**Problem details**
Where a line below has the string "stream" in it, include it in the count, and give that count alone.

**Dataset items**

------------------------------------------------------------

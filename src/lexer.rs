//! Lexer — tokenizes mini-C source one token at a time.
//!
//! The lexer scans the source character by character with a single
//! character of lookahead, maintaining a line/column cursor across calls.
//! Key design decisions:
//!
//! - **Totality**: the lexer never fails. A byte that starts no lexeme
//!   (including a lone `&` or `|`) is emitted as an `Unknown` token and
//!   rejected later by the parser, so every input produces a finite token
//!   stream ending in `Eof`.
//!
//! - **Lazy production**: tokens are produced on demand via
//!   [`Lexer::next_token`]; the parser pulls through a pushback buffer
//!   (see the `stream` module) rather than lexing the whole file up front.
//!
//! - **Keyword recognition**: after scanning an identifier we check it
//!   against a keyword table. `true`/`false` become boolean literals.

use crate::token::{Span, Token, TokenKind};

pub struct Lexer {
    chars: Vec<char>,
    current: usize,  // current position (char index)
    byte_pos: usize, // current byte position
    line: u32,
    column: u32,
}

impl Lexer {
    pub fn new(source: &str) -> Self {
        Self {
            chars: source.chars().collect(),
            current: 0,
            byte_pos: 0,
            line: 1,
            column: 1,
        }
    }

    /// Scan and return the next token. At end of input this returns an
    /// `Eof` token (with lexeme `"0"`) on every call.
    pub fn next_token(&mut self) -> Token {
        loop {
            while !self.is_at_end() && self.peek().is_ascii_whitespace() {
                self.advance();
            }

            let line = self.line;
            let column = self.column;
            let start = self.byte_pos;
            let start_char = self.current;

            if self.is_at_end() {
                return Token::new(
                    TokenKind::Eof,
                    "0".to_string(),
                    line,
                    column,
                    Span::new(start, start),
                );
            }

            let c = self.advance();
            let kind = match c {
                c if c.is_ascii_alphabetic() || c == '_' => self.identifier(c),
                c if c.is_ascii_digit() || c == '.' => self.number(c),

                '=' => {
                    if self.match_char('=') {
                        TokenKind::EqEq
                    } else {
                        TokenKind::Assign
                    }
                }
                '!' => {
                    if self.match_char('=') {
                        TokenKind::BangEq
                    } else {
                        TokenKind::Bang
                    }
                }
                '<' => {
                    if self.match_char('=') {
                        TokenKind::LtEq
                    } else {
                        TokenKind::Lt
                    }
                }
                '>' => {
                    if self.match_char('=') {
                        TokenKind::GtEq
                    } else {
                        TokenKind::Gt
                    }
                }
                '&' => {
                    if self.match_char('&') {
                        TokenKind::AndAnd
                    } else {
                        TokenKind::Unknown('&')
                    }
                }
                '|' => {
                    if self.match_char('|') {
                        TokenKind::OrOr
                    } else {
                        TokenKind::Unknown('|')
                    }
                }

                // Division, or a line comment that restarts tokenization.
                '/' => {
                    if self.match_char('/') {
                        while !self.is_at_end() && self.peek() != '\n' && self.peek() != '\r' {
                            self.advance();
                        }
                        continue;
                    }
                    TokenKind::Slash
                }

                '{' => TokenKind::LBrace,
                '}' => TokenKind::RBrace,
                '(' => TokenKind::LParen,
                ')' => TokenKind::RParen,
                ';' => TokenKind::Semicolon,
                ',' => TokenKind::Comma,
                '+' => TokenKind::Plus,
                '-' => TokenKind::Minus,
                '*' => TokenKind::Star,
                '%' => TokenKind::Percent,

                other => TokenKind::Unknown(other),
            };

            let lexeme: String = self.chars[start_char..self.current].iter().collect();
            return Token::new(kind, lexeme, line, column, Span::new(start, self.byte_pos));
        }
    }

    // ── Lexeme scanners ──────────────────────────────────────────────

    fn identifier(&mut self, first: char) -> TokenKind {
        let mut name = String::new();
        name.push(first);
        while !self.is_at_end() && (self.peek().is_ascii_alphanumeric() || self.peek() == '_') {
            name.push(self.advance());
        }

        match name.as_str() {
            "int" => TokenKind::Int,
            "float" => TokenKind::Float,
            "bool" => TokenKind::Bool,
            "void" => TokenKind::Void,
            "extern" => TokenKind::Extern,
            "if" => TokenKind::If,
            "else" => TokenKind::Else,
            "while" => TokenKind::While,
            "return" => TokenKind::Return,
            "true" => TokenKind::BoolLit(true),
            "false" => TokenKind::BoolLit(false),
            _ => TokenKind::Ident(name),
        }
    }

    fn number(&mut self, first: char) -> TokenKind {
        let mut s = String::new();
        s.push(first);
        let mut is_float = first == '.';

        while !self.is_at_end() && self.peek().is_ascii_digit() {
            s.push(self.advance());
        }

        // A `.` after the integer part switches to a float literal.
        if !is_float && !self.is_at_end() && self.peek() == '.' {
            is_float = true;
            s.push(self.advance());
            while !self.is_at_end() && self.peek().is_ascii_digit() {
                s.push(self.advance());
            }
        }

        if is_float {
            TokenKind::FloatLit(s.parse::<f32>().unwrap_or(0.0))
        } else {
            TokenKind::IntLit(s.parse::<i32>().unwrap_or(i32::MAX))
        }
    }

    // ── Character-level helpers ──────────────────────────────────────

    fn advance(&mut self) -> char {
        let c = self.chars[self.current];
        self.current += 1;
        self.byte_pos += c.len_utf8();
        if c == '\n' || c == '\r' {
            self.line += 1;
            self.column = 1;
        } else {
            self.column += 1;
        }
        c
    }

    fn peek(&self) -> char {
        if self.is_at_end() {
            '\0'
        } else {
            self.chars[self.current]
        }
    }

    fn match_char(&mut self, expected: char) -> bool {
        if self.is_at_end() || self.chars[self.current] != expected {
            return false;
        }
        self.advance();
        true
    }

    fn is_at_end(&self) -> bool {
        self.current >= self.chars.len()
    }
}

------------------------------------------------------------

**Solution**
2